Coll's larger story is of the relationship between Exxon-Mobil and the United States. While Raymond and most of the senior executives at Exxon-Mobil are U.S. nationals, their allegiance (in their roles of agents of Exxon-Mobil) lies elsewhere. Exxon-Mobil's 'private empire' is independent of, and operates at times in opposition to, the various imperial ambitions of the United States.

Exxon-Mobil's attitudes toward Washington shift during the story. During the initial years, Exxon-Mobil displays by-and-large a 'go it alone' posture, calling on Washington only when necessary: that is selectively and at times out of the blue. U.S. ambassadors in countries where Exxon-Mobil operate are generally left in the dark as to the company's intentions -- Coll suggests that company intelligence is rarely shared.

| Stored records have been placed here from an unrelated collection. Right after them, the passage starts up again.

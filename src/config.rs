//! Configuration constants and types for LUKS volumes.

/// Magic at the start of a LUKS1 header and a primary LUKS2 header.
pub const LUKS_MAGIC: [u8; 6] = *b"LUKS\xba\xbe";

/// Magic at the start of a secondary LUKS2 header.
pub const LUKS2_SECONDARY_MAGIC: [u8; 6] = *b"SKUL\xba\xbe";

/// Sector size used for offsets in LUKS1 and for key slot areas.
pub const SECTOR_SIZE: u64 = 512;

/// Default alignment for unbuffered (O_DIRECT) reads.
pub const DIRECT_IO_ALIGNMENT: usize = 4096;

/// LUKS1 on-disk layout.
pub mod luks1 {
    /// Total size of the binary header.
    pub const HEADER_SIZE: usize = 592;

    /// Number of key slot records.
    pub const NUM_KEY_SLOTS: usize = 8;

    /// Size of one key slot record.
    pub const KEY_SLOT_SIZE: usize = 48;

    /// Offset of the first key slot record.
    pub const KEY_SLOTS_OFFSET: usize = 208;

    /// Master key digest length.
    pub const DIGEST_SIZE: usize = 20;

    /// Salt length for slots and the master key digest.
    pub const SALT_SIZE: usize = 32;

    /// Key slot state: enabled.
    pub const KEY_ENABLED: u32 = 0x00AC_71F3;

    /// Key slot state: disabled.
    pub const KEY_DISABLED: u32 = 0x0000_DEAD;

    /// Anti-forensic stripe count written by cryptsetup.
    pub const STRIPES: u32 = 4000;
}

/// LUKS2 on-disk layout.
pub mod luks2 {
    /// Size of the binary part of each header copy.
    pub const BINARY_HEADER_SIZE: usize = 4096;

    /// Length of the checksum field.
    pub const CHECKSUM_SIZE: usize = 64;

    /// Offset of the checksum field.
    pub const CHECKSUM_OFFSET: usize = 448;

    /// Smallest valid header size (binary + JSON).
    pub const MIN_HEADER_SIZE: u64 = 0x4000;

    /// Largest valid header size (binary + JSON).
    pub const MAX_HEADER_SIZE: u64 = 0x40_0000;

    /// Offsets probed for the secondary header when the primary is unusable.
    pub const SECONDARY_OFFSETS: [u64; 9] = [
        0x4000, 0x8000, 0x1_0000, 0x2_0000, 0x4_0000, 0x8_0000, 0x10_0000, 0x20_0000, 0x40_0000,
    ];

    /// Key slot areas are always encrypted in 512-byte sectors.
    pub const AREA_SECTOR_SIZE: usize = 512;

    /// Largest volume key a key slot may hold.
    pub const MAX_KEY_SIZE: usize = 512;
}

/// Configuration for decrypting reads.
#[derive(Debug, Clone, Copy, PartialEq, Eq)]
pub struct ReaderConfig {
    /// Physical read lengths are rounded up to a multiple of this value.
    pub alignment: usize,
}

impl Default for ReaderConfig {
    fn default() -> Self {
        Self {
            alignment: DIRECT_IO_ALIGNMENT,
        }
    }
}

impl ReaderConfig {
    /// Create a reader configuration with a custom alignment.
    pub fn new(alignment: usize) -> Self {
        Self { alignment }
    }

    /// Validate the configuration.
    pub fn validate(&self) -> Result<(), String> {
        if self.alignment == 0 || !self.alignment.is_power_of_two() {
            return Err("Alignment must be a power of 2".to_string());
        }
        Ok(())
    }
}

#[cfg(test)]
mod tests {
    use super::*;

    #[test]
    fn test_default_config_is_valid() {
        assert!(ReaderConfig::default().validate().is_ok());
        assert_eq!(ReaderConfig::default().alignment, 4096);
    }

    #[test]
    fn test_rejects_bad_alignment() {
        assert!(ReaderConfig::new(0).validate().is_err());
        assert!(ReaderConfig::new(1000).validate().is_err());
        assert!(ReaderConfig::new(512).validate().is_ok());
    }

    #[test]
    fn test_luks1_layout_adds_up() {
        assert_eq!(
            luks1::KEY_SLOTS_OFFSET + luks1::NUM_KEY_SLOTS * luks1::KEY_SLOT_SIZE,
            luks1::HEADER_SIZE
        );
    }
}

Exxon-Mobil's distance gives way in more recent years to a much more activist stance, where the Washington lobbying arm of the firm grows in stature and importance. In part, this reflects Exxon-Mobil's increasing defensiveness. But there is certainly rent seeking involved.

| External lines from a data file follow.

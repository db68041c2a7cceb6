//! Decrypting reads from an unsealed volume.

use crate::config::ReaderConfig;
use crate::crypto::SectorCipher;
use crate::error::{Error, Result};
use crate::storage::{read_full_at, AlignedBuf, BackingStore, BlockDevice};
use crate::volume::Volume;
use log::debug;
use std::path::Path;

/// Reads plaintext from a volume's payload.
///
/// Offsets are relative to the start of the payload. Each instance owns a
/// scratch buffer that is reused between reads, so `read_at` needs
/// `&mut self`; use one reader per thread.
pub struct VolumeReader<S: BackingStore> {
    store: S,
    cipher: SectorCipher,
    sector_size: usize,
    offset: u64,
    size: u64,
    iv_tweak: u64,
    alignment: usize,
    scratch: AlignedBuf,
}

impl<S: BackingStore> VolumeReader<S> {
    /// Create a reader with the default configuration.
    pub fn new(store: S, volume: &Volume) -> Result<Self> {
        Self::with_config(store, volume, ReaderConfig::default())
    }

    /// Create a reader with a custom configuration.
    pub fn with_config(store: S, volume: &Volume, config: ReaderConfig) -> Result<Self> {
        config.validate().map_err(Error::InvalidConfig)?;
        Ok(Self {
            store,
            cipher: volume.sector_cipher()?,
            sector_size: volume.sector_size() as usize,
            offset: volume.offset(),
            size: volume.size(),
            iv_tweak: volume.iv_tweak(),
            alignment: config.alignment,
            scratch: AlignedBuf::new(config.alignment),
        })
    }

    /// Read decrypted bytes at `offset` into `buf`.
    ///
    /// Returns the number of bytes read, `0` at the end of the payload.
    /// Reads past the payload size are clamped.
    pub fn read_at(&mut self, buf: &mut [u8], offset: u64) -> Result<usize> {
        if buf.is_empty() || offset >= self.size {
            return Ok(0);
        }
        let len = (buf.len() as u64).min(self.size - offset) as usize;

        let sector_size = self.sector_size as u64;
        let first_sector = offset / sector_size;
        let skip = (offset % sector_size) as usize;
        let span = ((offset + len as u64).div_ceil(sector_size) - first_sector) * sector_size;
        let span = span as usize;
        let physical = first_sector
            .checked_mul(sector_size)
            .and_then(|start| self.offset.checked_add(start))
            .ok_or_else(|| {
                Error::Format(format!("sector {} lies beyond the addressable range", first_sector))
            })?;

        let read_len = span.div_ceil(self.alignment) * self.alignment;
        self.scratch.resize(read_len);
        let n = read_full_at(&self.store, &mut self.scratch, physical).map_err(|source| {
            Error::Read {
                what: "volume data",
                offset: physical,
                source,
            }
        })?;

        // Only whole sectors can be decrypted.
        let usable = n.min(span) / self.sector_size * self.sector_size;
        if usable <= skip {
            debug!("short read at {}: {} of {} bytes", physical, n, span);
            return Ok(0);
        }

        self.cipher.decrypt_sectors(
            &mut self.scratch[..usable],
            self.sector_size,
            self.iv_tweak.wrapping_add(first_sector),
        )?;

        let count = (usable - skip).min(len);
        buf[..count].copy_from_slice(&self.scratch[skip..skip + count]);
        Ok(count)
    }

    /// Sector size of the payload.
    pub fn sector_size(&self) -> usize {
        self.sector_size
    }

    /// Payload size in bytes.
    pub fn size(&self) -> u64 {
        self.size
    }

    /// Stop reading and hand back the backing store.
    pub fn into_inner(mut self) -> S {
        self.scratch.wipe();
        self.store
    }

    /// Stop reading and release the backing store.
    pub fn close(self) {
        drop(self.into_inner());
    }
}

impl VolumeReader<BlockDevice> {
    /// Open the container at `path` and read `volume` from it.
    pub fn open_path(path: &Path, volume: &Volume) -> Result<Self> {
        Self::new(BlockDevice::open(path)?, volume)
    }
}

Overseas Exxon-Mobil charts its own course, and constantly collides with the U.S. government. Cheney can be helpful (on occasion), but he hardly carried water for Exxon-Mobil. Notably, Raymond could see little upside to the U.S. intervention in Iraq.

There are two striking ideas that run throughout the book. The first is skepticism about the pursuit of a 'strategic oil supply' -- the notion that the United States (or any other country) requires secure access to particular sources of oil. Not so, thinks Exxon-Mobil: if oil is fungible and global markets exist, what any importing country sources from this or that producing country will not affect the global price or the global supply. Little meaningful security is gained by currying favor with, or intimidating, oil producing states. Exxon-Mobil finds itself in a global scramble for reserves; it will pursue them anywhere, but the assets it acquires are in no sense dedicated to or controlled by the United States.

The second idea is an extension of the 'resource curse' affecting oil rich countries in the developing world to the companies that operate in them. Private Empire follows Exxon-Mobil's activities in Indonesia, Chad, Equatorial Guinea, and Venezuela. Resource curse pathologies are evident in each: oppressive dictators, exploitative elites, human rights abuses, continuing immiserization. And they are nasty places to conduct complex, expensive and vulnerable operations. Here too Exxon-Mobil oscillates, from maintaining a cultivated distance from the particular thug of the day in power to periodic pleas for help from Washington.

But Exxon-Mobil itself has a 'resource curse'. It is trapped by expectations of profits (created by current pricing of historic reserves) that are unsustainable. As Coll argues, the days of easy oil have long passed.

Private Empire: Exxon-Mobil and American Power is shortlisted for the 2012 Financial Times and Goldman Sachs Business Book of the Year Award. The winner of the 2012 FT/GS Book Award will be announced November 1.